ANN ARBOR, Mich. (AP) — A son of longtime Michigan football coach Bo Schembechler has resigned from his position with the Wolverines, with the school saying it was aware of his social media activity that may have caused “pain” in the community.
Glenn “Shemy” Schembechler stepped down Saturday, just days after he had been hired as assistant director of recruiting on Jim Harbaugh's staff.
The Detroit News reported Saturday that Schembechler's Twitter feed contained posts and likes of offensive material, including some that suggested slavery and Jim Crow were positives to strengthen Black individuals and families.
“We are aware of some comments and likes on social media that have caused concern and pain for individuals in our community,” Harbaugh and athletic director Warde Manuel said in a statement. “Michigan Athletics is fully committed to a place where our coaches, staff and student-athletes feel welcome and where we fully support the University’s and Athletic Department’s commitment to diversity, equity and inclusion.”

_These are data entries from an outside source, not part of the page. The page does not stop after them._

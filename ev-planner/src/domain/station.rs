//! Charging station records.

use serde::{Deserialize, Serialize};

use super::Coordinate;

/// Where a station record came from, together with the data only that
/// provider reports.
#[derive(Debug, Clone, PartialEq, Serialize, Deserialize)]
#[serde(tag = "source", rename_all = "snake_case")]
pub enum StationOrigin {
    /// Google Places nearby search.
    Google {
        /// Average user rating, when the place has one.
        rating: Option<f64>,
    },
    /// Open Charge Map registry.
    Ocm {
        /// Highest power rating across all connections, 0 when unreported.
        power_kw: f64,
        /// Distinct connector type titles, in first-seen order.
        connectors: Vec<String>,
    },
}

impl StationOrigin {
    /// Short tag for logs and display ("google" or "ocm").
    pub fn tag(&self) -> &'static str {
        match self {
            StationOrigin::Google { .. } => "google",
            StationOrigin::Ocm { .. } => "ocm",
        }
    }
}

/// A charging station, normalized from either provider.
#[derive(Debug, Clone, PartialEq, Serialize, Deserialize)]
pub struct Station {
    #[serde(flatten)]
    pub source: StationOrigin,
    pub name: String,
    pub location: Coordinate,
    pub address: String,
    pub is_operational: bool,
}

impl Station {
    /// Deduplication key: the coordinate rounded to six decimal places
    /// (about 0.1 m), joined as `"lat-lng"`.
    ///
    /// Two stations from different providers at the same rounded position
    /// share a key and are treated as the same station.
    pub fn identity_key(&self) -> String {
        // Adding 0.0 turns a rounded -0.0 into 0.0
        let round = |v: f64| (v * 1e6).round() / 1e6 + 0.0;
        format!(
            "{:.6}-{:.6}",
            round(self.location.lat()),
            round(self.location.lng())
        )
    }
}
//! Application configuration from the environment.

use std::net::SocketAddr;
use std::time::Duration;

use tracing::warn;

use crate::google::GoogleConfig;
use crate::ocm::OcmConfig;
use crate::planner::PlannerConfig;
use crate::session::SessionConfig;

/// Error reading configuration.
#[derive(Debug, Clone, PartialEq, thiserror::Error)]
pub enum ConfigError {
    /// A variable was set but could not be parsed
    #[error("invalid value for {name}: {value:?}")]
    Invalid { name: &'static str, value: String },
}

/// Everything needed to start the server.
#[derive(Debug, Clone)]
pub struct AppConfig {
    pub google_api_key: String,
    pub ocm_api_key: String,
    pub addr: SocketAddr,
    /// Per-request timeout for every provider client.
    pub provider_timeout_secs: u64,
    /// In-flight request cap for each provider client.
    pub provider_max_concurrent: usize,
    /// Sample points searched at once per route.
    pub station_query_concurrency: usize,
    pub session_ttl: Duration,
}

impl Default for AppConfig {
    fn default() -> Self {
        Self {
            google_api_key: String::new(),
            ocm_api_key: String::new(),
            addr: SocketAddr::from(([127, 0, 0, 1], 3000)),
            provider_timeout_secs: 30,
            provider_max_concurrent: 5,
            station_query_concurrency: PlannerConfig::default().max_concurrent_queries,
            session_ttl: SessionConfig::default().ttl,
        }
    }
}

impl AppConfig {
    /// Read configuration from process environment variables, after
    /// loading a `.env` file if one exists.
    pub fn from_env() -> Result<Self, ConfigError> {
        if let Err(e) = dotenvy::dotenv() {
            if !e.not_found() {
                warn!(error = %e, "could not read .env file");
            }
        }
        Self::from_lookup(|name| std::env::var(name).ok())
    }

    /// Read configuration through `lookup`, defaulting unset variables.
    pub fn from_lookup(lookup: impl Fn(&str) -> Option<String>) -> Result<Self, ConfigError> {
        let defaults = Self::default();

        let google_api_key = lookup("GOOGLE_MAPS_API_KEY").unwrap_or_default();
        if google_api_key.is_empty() {
            warn!("GOOGLE_MAPS_API_KEY not set; route and place searches will fail");
        }
        let ocm_api_key = lookup("OPEN_CHARGE_API_KEY").unwrap_or_default();
        if ocm_api_key.is_empty() {
            warn!("OPEN_CHARGE_API_KEY not set; registry searches will fail");
        }

        Ok(Self {
            google_api_key,
            ocm_api_key,
            addr: parse_or(&lookup, "EV_PLANNER_ADDR", defaults.addr)?,
            provider_timeout_secs: parse_or(
                &lookup,
                "PROVIDER_TIMEOUT_SECS",
                defaults.provider_timeout_secs,
            )?,
            provider_max_concurrent: parse_or(
                &lookup,
                "PROVIDER_MAX_CONCURRENT",
                defaults.provider_max_concurrent,
            )?,
            station_query_concurrency: parse_or(
                &lookup,
                "STATION_QUERY_CONCURRENCY",
                defaults.station_query_concurrency,
            )?,
            session_ttl: parse_or(&lookup, "SESSION_TTL_SECS", defaults.session_ttl.as_secs())
                .map(Duration::from_secs)?,
        })
    }

    pub fn google_config(&self) -> GoogleConfig {
        GoogleConfig::new(&self.google_api_key)
            .with_timeout(self.provider_timeout_secs)
            .with_max_concurrent(self.provider_max_concurrent)
    }

    pub fn ocm_config(&self) -> OcmConfig {
        OcmConfig::new(&self.ocm_api_key)
            .with_timeout(self.provider_timeout_secs)
            .with_max_concurrent(self.provider_max_concurrent)
    }

    pub fn planner_config(&self) -> PlannerConfig {
        PlannerConfig::default().with_concurrency(self.station_query_concurrency)
    }

    pub fn session_config(&self) -> SessionConfig {
        SessionConfig {
            ttl: self.session_ttl,
            ..SessionConfig::default()
        }
    }
}

/// Parse a variable, or use `default` when it is unset or blank.
fn parse_or<T: std::str::FromStr>(
    lookup: &impl Fn(&str) -> Option<String>,
    name: &'static str,
    default: T,
) -> Result<T, ConfigError> {
    match lookup(name) {
        Some(value) if !value.trim().is_empty() => value
            .trim()
            .parse()
            .map_err(|_| ConfigError::Invalid { name, value }),
        _ => Ok(default),
    }
}

#[cfg(test)]
mod tests {
    use super::*;
    use std::collections::HashMap;

    fn env(vars: &[(&str, &str)]) -> impl Fn(&str) -> Option<String> {
        let vars: HashMap<String, String> = vars
            .iter()
            .map(|(k, v)| (k.to_string(), v.to_string()))
            .collect();
        move |name: &str| vars.get(name).cloned()
    }

    #[test]
    fn defaults_when_unset() {
        let config = AppConfig::from_lookup(env(&[])).unwrap();

        assert_eq!(config.addr.to_string(), "127.0.0.1:3000");
        assert_eq!(config.provider_timeout_secs, 30);
        assert_eq!(config.provider_max_concurrent, 5);
        assert_eq!(config.station_query_concurrency, 4);
        assert_eq!(config.session_ttl, Duration::from_secs(3600));
        assert!(config.google_api_key.is_empty());
    }

    #[test]
    fn reads_overrides() {
        let config = AppConfig::from_lookup(env(&[
            ("GOOGLE_MAPS_API_KEY", "g-key"),
            ("OPEN_CHARGE_API_KEY", "o-key"),
            ("EV_PLANNER_ADDR", "0.0.0.0:8080"),
            ("PROVIDER_TIMEOUT_SECS", "10"),
            ("PROVIDER_MAX_CONCURRENT", "2"),
            ("STATION_QUERY_CONCURRENCY", "1"),
            ("SESSION_TTL_SECS", " 600 "),
        ]))
        .unwrap();

        assert_eq!(config.google_api_key, "g-key");
        assert_eq!(config.addr.port(), 8080);
        assert_eq!(config.session_ttl, Duration::from_secs(600));

        let google = config.google_config();
        assert_eq!(google.api_key, "g-key");
        assert_eq!(google.timeout_secs, 10);
        assert_eq!(google.max_concurrent, 2);

        let ocm = config.ocm_config();
        assert_eq!(ocm.api_key, "o-key");
        assert_eq!(ocm.timeout_secs, 10);

        assert_eq!(config.planner_config().max_concurrent_queries, 1);
        assert_eq!(config.session_config().ttl, Duration::from_secs(600));
        assert_eq!(config.session_config().max_capacity, 10_000);
    }

    #[test]
    fn blank_value_uses_default() {
        let config = AppConfig::from_lookup(env(&[("PROVIDER_TIMEOUT_SECS", "")])).unwrap();
        assert_eq!(config.provider_timeout_secs, 30);
    }

    #[test]
    fn unparseable_value_rejected() {
        let err = AppConfig::from_lookup(env(&[("EV_PLANNER_ADDR", "localhost")])).unwrap_err();
        assert_eq!(
            err,
            ConfigError::Invalid {
                name: "EV_PLANNER_ADDR",
                value: "localhost".into(),
            }
        );
    }
}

Schembechler played for his father, who coached Michigan from 1969-89, and was later an NFL scout. In a statement released Sunday night, Schembechler said that his life, and that of his father and family, has been devoted to the best in people, regardless of their race or religion. He said he had “inexplicably and irresponsibly” liked items on social media.
“What I do for a living is far less important than for people to know what is in my heart, and has been ... instilled in me by my pioneering father,” said Schembechler's statement released by the public relations firm of Rose + Allyn. "By inexplicably and irresponsibly liking things on social media I owe an unabashed and unequivocal apology to my hundreds of friends and fellow coaches in the Black community, all communities ... . Any words or philosophies that in any way seek to underplay the immeasurable suffering and long-term economic and social inequities that hundreds of years of slavery and the “Jim Crow” era caused for Black Americans is wrong. I was wrong.”
Schembechler went on to apologize “profusely” to anyone he had offended and said he was hoping for "forgiveness based on my expansive life’s work, and not any moment of indiscretion.”